Tug of war August 15, 1985
This is the kind of stuff I’m getting from Safire these days,
still telling me she loves me while still making plans to eventually end up
with her husband.
I feel guilty all the time.
Her husband has given her a deadline to come to Baltimore,
Sept. 23. A bad number according to Pauly who has this thing about the number
23. Route 23 is dangerous. Route 46 is worse because it’s 23 times 2.
Safire wants a commitment from me and I’m deliberately
putting distance between us, drawing fire from her.
She claims I’m playing her off against Mary Jane. This is
not exactly true, yet just close enough to make me nervous.
I play for time, not her against Mary Jane.
I got involved with Safire because I thought she was safe, assuming
she would go away eventually with her husband.
While I feel deeply about her, I do not love her.
Sometimes I’m just the typical male, a bumbling fool, caught
up with her sexuality without being sensitive to her as a person.
In that way I’m being cold, even manipulative, safe behind a
mask of caring, when perhaps I’m really a spoiled child, who will ultimately end
up hurting Safire, and myself.
Mary Jane is a problem. She is jealous of Safire and is just
vindictive enough to derail my relationship with her.
I’m incidental. Mary Jane wants to be with me only because
Safire is.
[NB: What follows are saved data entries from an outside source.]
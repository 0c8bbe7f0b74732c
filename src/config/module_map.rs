// Copyright (c) 2025 Steve Wagner (ciroque@live.com)
// SPDX-License-Identifier: MIT

use crate::errors::PipelineError;
use crate::traits::Module;
use std::collections::HashMap;
use std::sync::Arc;

/// A type-safe registry mapping module keys to their implementations.
///
/// The `ModuleMap` is the module half of a pipeline's graph store. It maps unique
/// keys to implementations wrapped in `Arc<dyn Module>` so a pipeline can be shared
/// read-only across concurrent runs while each run hands out cheap clones of the
/// same module instances.
///
/// Registration order is remembered. Root and leaf discovery report keys in that
/// order, which keeps error messages and iteration deterministic.
///
/// # Examples
///
/// ```
/// use std::sync::Arc;
/// use dagwood_pipeline::backends::local::ReverseTextModule;
/// use dagwood_pipeline::config::ModuleMap;
/// use dagwood_pipeline::traits::Module;
///
/// let mut modules = ModuleMap::new();
/// let reverse: Arc<dyn Module> = Arc::new(ReverseTextModule::new());
/// modules.insert("reverse".to_string(), reverse.clone()).unwrap();
///
/// assert!(modules.contains_key("reverse"));
/// assert!(modules.insert("reverse".to_string(), reverse).is_err());
/// ```
#[derive(Clone, Default)]
pub struct ModuleMap {
    modules: HashMap<String, Arc<dyn Module>>,
    order: Vec<String>,
}

impl ModuleMap {
    /// Create a new empty module map
    pub fn new() -> Self {
        Self::default()
    }

    /// Register a module under a key that must not be taken yet
    pub fn insert(&mut self, key: String, module: Arc<dyn Module>) -> Result<(), PipelineError> {
        if self.modules.contains_key(&key) {
            return Err(PipelineError::DuplicateKey(key));
        }
        self.order.push(key.clone());
        self.modules.insert(key, module);
        Ok(())
    }

    /// Get a module by key
    pub fn get(&self, key: &str) -> Option<&Arc<dyn Module>> {
        self.modules.get(key)
    }

    /// Check if a module exists
    pub fn contains_key(&self, key: &str) -> bool {
        self.modules.contains_key(key)
    }

    /// All module keys in registration order
    pub fn keys(&self) -> impl Iterator<Item = &String> {
        self.order.iter()
    }

    /// Key/module pairs in registration order
    pub fn iter(&self) -> impl Iterator<Item = (&String, &Arc<dyn Module>)> {
        self.order
            .iter()
            .filter_map(|key| self.modules.get(key).map(|module| (key, module)))
    }

    pub fn len(&self) -> usize {
        self.modules.len()
    }

    pub fn is_empty(&self) -> bool {
        self.modules.is_empty()
    }
}

impl std::fmt::Debug for ModuleMap {
    fn fmt(&self, f: &mut std::fmt::Formatter<'_>) -> std::fmt::Result {
        f.debug_struct("ModuleMap")
            .field("module_count", &self.modules.len())
            .field("module_keys", &self.order)
            .finish()
    }
}

#[cfg(test)]
mod tests {
    use super::*;
    use crate::backends::stub::StubModule;

    #[test]
    fn test_insert_preserves_registration_order() {
        let mut modules = ModuleMap::new();
        for key in ["zeta", "alpha", "mid"] {
            modules
                .insert(key.to_string(), Arc::new(StubModule::new()))
                .unwrap();
        }

        let keys: Vec<&str> = modules.keys().map(String::as_str).collect();
        assert_eq!(keys, vec!["zeta", "alpha", "mid"]);
        assert_eq!(modules.iter().count(), 3);
        assert_eq!(modules.len(), 3);
    }

    #[test]
    fn test_duplicate_key_rejected() {
        let mut modules = ModuleMap::new();
        modules
            .insert("a".to_string(), Arc::new(StubModule::new()))
            .unwrap();

        let result = modules.insert("a".to_string(), Arc::new(StubModule::new()));

        assert!(matches!(result, Err(PipelineError::DuplicateKey(key)) if key == "a"));
        assert_eq!(modules.len(), 1);
        assert_eq!(modules.keys().count(), 1);
    }
}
Therefore, Mary Jane has to have me, too.
Most of this started when I relocated into the same Fotomat booth
with Safire.
Mary Jane started showing up both at the booth and at my
home, frequently, extremely suggestive if not yet aggressive.
I also made the mistake of mentioning my suspicions to
Safire, from whom Mary Jane has already stolen a number of her male friends –
including Safire’s husband.
For a long time, Mary Jane showed up wherever those two
happened to be, injecting herself into their conversations, welcome or not.
When Safire took up a lover, Mary Jane did exactly the same
thing, making it clear to that man that she was available.
More than once, Safire would go off to the rest room only to
come back and find Mary Jane arranging a date.
Now, Mary Jane repeats this all with me.
I almost want to send Safire away so I can get back to a
simple life of being lonely and horny, without all of the complex social baggage
of lust and revenge.
Someone is going to get hurt, and selfishly, I’m worried it
will ultimately be me.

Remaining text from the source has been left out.